BRAD | Brexit and Deportations: towards a comprehensive and transnational understanding of a new system targeting EU citizens

Summary
With Brexit and the abandonment of the free movement and residence principle, the UK will define its new immigration policy concerning EU nationals. The new immigration policies will aim to control and circumscribe the mobility of the citizens of the EU member states, currently free to travel, live and work in the UK. They may also be returned or deported only under very specific circumstances. Following Brexit, those who will not comply with the new regulations will become deportable. The aim of the project is to research the implementation of the new UK deportation system concerning EU nationals. The fellow will propose a comprehensive approach to the UK deportation regime, taking into account its various components: (1) immigration policies, (2) agencies that enforce them, (3) public debate that accompanies changes in migration policies and their implementation, (4) migrants that become deportable and are deported, as well as (5) return migrants and stayers back in sending countries who consider migrating to the UK and who adjust their (im)mobility strategies according to, or resisting, migration policies. The project assumes that the deportation regime is a transnational phenomenon, since it concerns not only people in migrant-receiving countries, but also in migrant-sending counties.
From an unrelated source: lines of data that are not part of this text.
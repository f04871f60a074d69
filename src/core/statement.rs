// ステートメントモデル
//
// 分割器が切り出したステートメント単位と、分類器が付与する種別を表現します。
// ALTER TABLE はトップレベルのカンマで区切られた句のリストを保持し、
// 制約名で DROP / ADD の対応付けを行えるようにします。

/// 分割器が切り出した1つのSQLステートメント
#[derive(Debug, Clone, PartialEq, Eq)]
pub struct StatementUnit {
    /// 直前のコメント行（空行を挟まずに続くもののみ、原文のまま）
    pub leading_comment: Vec<String>,
    /// ステートメント本体（末尾のセミコロンは含まない）
    pub body: String,
    /// 入力時点で BEGIN; / COMMIT; に囲まれていたかどうか
    pub already_wrapped: bool,
}

impl StatementUnit {
    /// 新しいステートメント単位を作成
    pub fn new(leading_comment: Vec<String>, body: impl Into<String>) -> Self {
        Self {
            leading_comment,
            body: body.into(),
            already_wrapped: false,
        }
    }

    /// 既にトランザクションで囲まれていた単位として作成
    pub fn wrapped(leading_comment: Vec<String>, body: impl Into<String>) -> Self {
        Self {
            leading_comment,
            body: body.into(),
            already_wrapped: true,
        }
    }
}

/// ステートメントの種別
#[derive(Debug, Clone, PartialEq, Eq)]
pub enum StatementKind {
    /// CREATE TABLE
    CreateTable,
    /// CREATE [UNIQUE] INDEX
    CreateIndex {
        unique: bool,
        /// 既に ASYNC キーワードを持つ
        already_async: bool,
    },
    /// ALTER TABLE（句のリスト付き）
    AlterTable(AlterTableStatement),
    /// DROP TABLE / DROP INDEX
    Drop,
    /// その他
    Other,
}

impl StatementKind {
    /// ログ出力用の短いラベル
    pub fn label(&self) -> &'static str {
        match self {
            StatementKind::CreateTable => "create-table",
            StatementKind::CreateIndex { unique: false, .. } => "create-index",
            StatementKind::CreateIndex { unique: true, .. } => "create-unique-index",
            StatementKind::AlterTable(_) => "alter-table",
            StatementKind::Drop => "drop-statement",
            StatementKind::Other => "other",
        }
    }
}

/// ALTER TABLE ステートメントの構造
#[derive(Debug, Clone, PartialEq, Eq)]
pub struct AlterTableStatement {
    /// 対象テーブル名（原文の表記のまま）
    pub table: String,
    /// `ALTER TABLE <name>` までの前置部分
    pub prefix: String,
    /// トップレベルの句
    pub clauses: Vec<AlterClause>,
}

/// ALTER TABLE の1句
#[derive(Debug, Clone, PartialEq, Eq)]
pub struct AlterClause {
    /// 句のテキスト（前後の空白はトリム済み）
    pub text: String,
    /// 句の種別
    pub kind: ClauseKind,
}

/// ALTER TABLE の句の種別
#[derive(Debug, Clone, PartialEq, Eq)]
pub enum ClauseKind {
    /// DROP CONSTRAINT <name>
    DropConstraint(ConstraintName),
    /// ADD [CONSTRAINT <name>] FOREIGN KEY ... REFERENCES ...
    AddConstraintForeignKey(Option<ConstraintName>),
    /// ADD CONSTRAINT <name> （外部キー以外）
    AddConstraintOther(ConstraintName),
    /// ADD [COLUMN] ...
    AddColumn,
    /// その他
    Other,
}

impl ClauseKind {
    /// 句が持つ制約名
    pub fn constraint_name(&self) -> Option<&ConstraintName> {
        match self {
            ClauseKind::DropConstraint(name) | ClauseKind::AddConstraintOther(name) => Some(name),
            ClauseKind::AddConstraintForeignKey(name) => name.as_ref(),
            ClauseKind::AddColumn | ClauseKind::Other => None,
        }
    }
}

/// 制約名
///
/// 原文の表記と、比較用に正規化した名前の両方を持ちます。
/// 引用符付き識別子は引用符を外したまま、引用符なし識別子は小文字化して比較します。
#[derive(Debug, Clone, PartialEq, Eq)]
pub struct ConstraintName {
    pub raw: String,
    pub normalized: String,
}

impl ConstraintName {
    /// 識別子トークンから制約名を作成
    pub fn from_identifier(raw: &str) -> Self {
        let normalized = match raw.strip_prefix('"').and_then(|s| s.strip_suffix('"')) {
            Some(inner) => inner.replace("\"\"", "\""),
            None => raw.to_lowercase(),
        };
        Self {
            raw: raw.to_string(),
            normalized,
        }
    }

    /// 名前が外部キー制約の命名規則に見えるか
    ///
    /// `*_fkey`（PostgreSQL / Prisma の既定）、`*_fk`、`fk_*` を外部キーとみなします。
    pub fn looks_like_foreign_key(&self) -> bool {
        let name = self.normalized.to_lowercase();
        name.ends_with("_fkey") || name.ends_with("_fk") || name.starts_with("fk_")
    }
}

/// 分類済みステートメント
#[derive(Debug, Clone, PartialEq, Eq)]
pub struct ClassifiedStatement {
    pub unit: StatementUnit,
    pub kind: StatementKind,
}
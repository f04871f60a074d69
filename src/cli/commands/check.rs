// checkコマンドハンドラー
//
// Prismaスキーマファイルを静的にチェックし、Aurora DSQL で使用できない機能を報告します。
// エラーレベルの問題が1つでもあればコマンドは失敗します。

use crate::cli::commands::{render_output, CommandOutput};
use crate::cli::OutputFormat;
use crate::core::error::IoError;
use crate::core::schema_check::{IssueKind, SchemaCheckReport};
use crate::services::schema_checker::SchemaCheckerService;
use anyhow::{anyhow, Result};
use colored::Colorize;
use serde::Serialize;
use std::fs;
use std::path::{Path, PathBuf};
use tracing::debug;

/// checkコマンドの入力パラメータ
#[derive(Debug, Clone)]
pub struct CheckCommand {
    /// プロジェクトのルートパス
    pub project_path: PathBuf,
    /// チェック対象のスキーマファイル
    pub schema_path: PathBuf,
    /// 出力フォーマット
    pub format: OutputFormat,
}

/// checkコマンドの出力構造体
#[derive(Debug, Clone, Serialize)]
pub struct CheckOutput {
    /// チェックしたファイル
    pub file: String,
    /// チェック結果
    #[serde(flatten)]
    pub report: SchemaCheckReport,
}

impl CommandOutput for CheckOutput {
    fn to_text(&self) -> String {
        let mut lines = Vec::new();

        for issue in &self.report.issues {
            let text = issue.format();
            let colored = match issue.kind {
                IssueKind::Error => text.red().to_string(),
                IssueKind::Warning => text.yellow().to_string(),
            };
            lines.push(format!("  {}", colored));
        }

        let errors = self.report.errors().count();
        let warnings = self.report.warnings().count();
        let summary = format!(
            "{}: {} error(s), {} warning(s)",
            self.file, errors, warnings
        );
        if self.report.valid {
            lines.insert(0, format!("{} {}", "✓".green(), summary));
        } else {
            lines.insert(0, format!("{} {}", "✗".red(), summary));
        }

        lines.join("\n")
    }
}

/// checkコマンドハンドラー
#[derive(Debug, Default)]
pub struct CheckCommandHandler {
    checker: SchemaCheckerService,
}

impl CheckCommandHandler {
    /// 新しいCheckCommandHandlerを作成
    pub fn new() -> Self {
        Self {
            checker: SchemaCheckerService::new(),
        }
    }

    /// checkコマンドを実行
    pub fn execute(&self, command: &CheckCommand) -> Result<String> {
        let path = if command.schema_path.is_absolute() {
            command.schema_path.clone()
        } else {
            command.project_path.join(&command.schema_path)
        };
        debug!(path = ?path, "Executing check command");

        let schema = read_schema(&path)?;
        let report = self.checker.check(&schema);
        let valid = report.valid;
        let error_count = report.errors().count();

        let output = CheckOutput {
            file: command.schema_path.display().to_string(),
            report,
        };
        let rendered = render_output(&output, &command.format)?;

        if valid {
            Ok(rendered)
        } else {
            Err(anyhow!(
                "{}\nSchema check failed with {} error(s)",
                rendered,
                error_count
            ))
        }
    }
}

fn read_schema(path: &Path) -> Result<String> {
    if !path.exists() {
        return Err(IoError::FileNotFound {
            path: path.display().to_string(),
        }
        .into());
    }
    fs::read_to_string(path).map_err(|e| {
        IoError::FileRead {
            path: path.display().to_string(),
            cause: e.to_string(),
        }
        .into()
    })
}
The research offers an analysis of the largest migrant group in the UK, the Poles. The case of the Polish migrants will offer an insight into how the transnational UK deportation regime becomes rooted among migrants and develops back in their hometown communities. The project draws upon interdisciplinary qualitative methodologies, including multi-sited ethnography, Critical Discourse Analysis of media, and legal analysis. Its outcomes will reach EU, UK and Polish policy makers, influential think tanks, the academic community and the general public.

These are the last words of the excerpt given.